◆ **Activity**
Your answer must be the records, copied with no change.

◆ **Data for analysis**
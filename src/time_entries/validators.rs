use serde_json::Value;

use crate::common::{ValidationResult, Validator};

/// Fields Harvest needs to create a time entry
pub const REQUIRED_FIELDS: [&str; 4] = ["project_id", "task_id", "hours", "spent_date"];

/// Presence-only check on a time-entry creation body.
///
/// Values are not type-checked; Harvest owns the schema and its rejections
/// surface as upstream errors.
pub struct TimeEntryValidator;

impl Validator<Value> for TimeEntryValidator {
    fn validate(&self, data: &Value) -> ValidationResult {
        let mut result = ValidationResult::new();

        match data.as_object() {
            Some(object) => result.require_present(object, &REQUIRED_FIELDS),
            None => result.add_error("body", "must be a JSON object"),
        }

        result
    }
}
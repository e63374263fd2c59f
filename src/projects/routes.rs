// src/projects/routes.rs

use axum::{routing::get, Router};

use super::handlers;

/// Create the projects router
pub fn projects_routes() -> Router {
    Router::new()
        .route(
            "/api/project-assignments",
            get(handlers::list_project_assignments),
        )
        .route("/api/projects", get(handlers::list_projects))
}
//! Project assignment shapes as Harvest returns them, and the catalog shapes
//! served to the time entry form.

use serde::{Deserialize, Serialize};

use crate::common::QueryParams;

/// `{id, name}` reference used for clients, projects and tasks
#[derive(Debug, Clone, Deserialize)]
pub struct NamedRef {
    pub id: u64,
    pub name: String,
}

#[derive(Debug, Clone, Deserialize)]
pub struct TaskAssignment {
    #[serde(default)]
    pub billable: Option<bool>,
    #[serde(default)]
    pub task: Option<NamedRef>,
}

/// One entry of `/users/me/project_assignments`.
///
/// Everything is optional so one malformed assignment is skipped instead of
/// failing the whole list.
#[derive(Debug, Clone, Deserialize)]
pub struct ProjectAssignment {
    #[serde(default)]
    pub id: Option<u64>,
    #[serde(default)]
    pub client: Option<NamedRef>,
    #[serde(default)]
    pub project: Option<NamedRef>,
    #[serde(default)]
    pub task_assignments: Option<Vec<TaskAssignment>>,
}

#[derive(Debug, Clone, PartialEq, Serialize)]
pub struct Task {
    pub id: u64,
    pub name: String,
    pub billable: bool,
}

#[derive(Debug, Clone, PartialEq, Serialize)]
pub struct TaskGroup {
    pub label: &'static str,
    pub tasks: Vec<Task>,
}

#[derive(Debug, Clone, PartialEq, Serialize)]
pub struct Project {
    pub id: u64,
    pub name: String,
    pub client_name: String,
    pub tasks: Vec<Task>,
}

/// Catalog entry with tasks split for display
#[derive(Debug, Serialize)]
pub struct ProjectView {
    #[serde(flatten)]
    pub project: Project,
    pub task_groups: Vec<TaskGroup>,
}

/// Catalog filters: `search` narrows projects, `task_search` narrows the
/// tasks inside each project.
#[derive(Debug, Default)]
pub struct CatalogQuery {
    pub search: Option<String>,
    pub task_search: Option<String>,
}

impl CatalogQuery {
    pub fn from_params(params: &QueryParams) -> Self {
        Self {
            search: params.get("search").map(str::to_string),
            task_search: params.get("task_search").map(str::to_string),
        }
    }
}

◆ **Result of this exercise**
filename src/time_entries/validators.rs
use serde_json::Value;

use crate::common::{ValidationResult, Validator};

/// Fields Harvest needs to create a time entry
pub const REQUIRED_FIELDS: [&str; 4] = ["project_id", "task_id", "hours", "spent_date"];

/// Presence-only check on a time-entry creation body.
///
/// Values are not type-checked; Harvest owns the schema and its rejections
/// surface as upstream errors.
pub struct TimeEntryValidator;

impl Validator<Value> for TimeEntryValidator {
    fn validate(&self, data: &Value) -> ValidationResult {
        let mut result = ValidationResult::new();

        match data.as_object() {
            Some(object) => result.require_present(object, &REQUIRED_FIELDS),
            None => result.add_error("body", "must be a JSON object"),
        }

        result
    }
}
repository e63374263fd2c59f
filename src/projects/routes.rs
// src/projects/routes.rs

use axum::{routing::get, Router};

use super::handlers;

/// Create the projects router
pub fn projects_routes() -> Router {
    Router::new()
        .route(
            "/api/project-assignments",
            get(handlers::list_project_assignments),
        )
        .route("/api/projects", get(handlers::list_projects))
}
//! Project assignment shapes as Harvest returns them, and the catalog shapes
//! served to the time entry form.

use serde::{Deserialize, Serialize};

use crate::common::QueryParams;

/// `{id, name}` reference used for clients, projects and tasks
#[derive(Debug, Clone, Deserialize)]
pub struct NamedRef {
    pub id: u64,
    pub name: String,
}

#[derive(Debug, Clone, Deserialize)]
pub struct TaskAssignment {
    #[serde(default)]
    pub billable: Option<bool>,
    #[serde(default)]
    pub task: Option<NamedRef>,
}

/// One entry of `/users/me/project_assignments`.
///
/// Everything is optional so one malformed assignment is skipped instead of
/// failing the whole list.
#[derive(Debug, Clone, Deserialize)]
pub struct ProjectAssignment {
    #[serde(default)]
    pub id: Option<u64>,
    #[serde(default)]
    pub client: Option<NamedRef>,
    #[serde(default)]
    pub project: Option<NamedRef>,
    #[serde(default)]
    pub task_assignments: Option<Vec<TaskAssignment>>,
}

#[derive(Debug, Clone, PartialEq, Serialize)]
pub struct Task {
    pub id: u64,
    pub name: String,
    pub billable: bool,
}

#[derive(Debug, Clone, PartialEq, Serialize)]
pub struct TaskGroup {
    pub label: &'static str,
    pub tasks: Vec<Task>,
}

#[derive(Debug, Clone, PartialEq, Serialize)]
pub struct Project {
    pub id: u64,
    pub name: String,
    pub client_name: String,
    pub tasks: Vec<Task>,
}

/// Catalog entry with tasks split for display
#[derive(Debug, Serialize)]
pub struct ProjectView {
    #[serde(flatten)]
    pub project: Project,
    pub task_groups: Vec<TaskGroup>,
}

/// Catalog filters: `search` narrows projects, `task_search` narrows the
/// tasks inside each project.
#[derive(Debug, Default)]
pub struct CatalogQuery {
    pub search: Option<String>,
    pub task_search: Option<String>,
}

impl CatalogQuery {
    pub fn from_params(params: &QueryParams) -> Self {
        Self {
            search: params.get("search").map(str::to_string),
            task_search: params.get("task_search").map(str::to_string),
        }
    }
}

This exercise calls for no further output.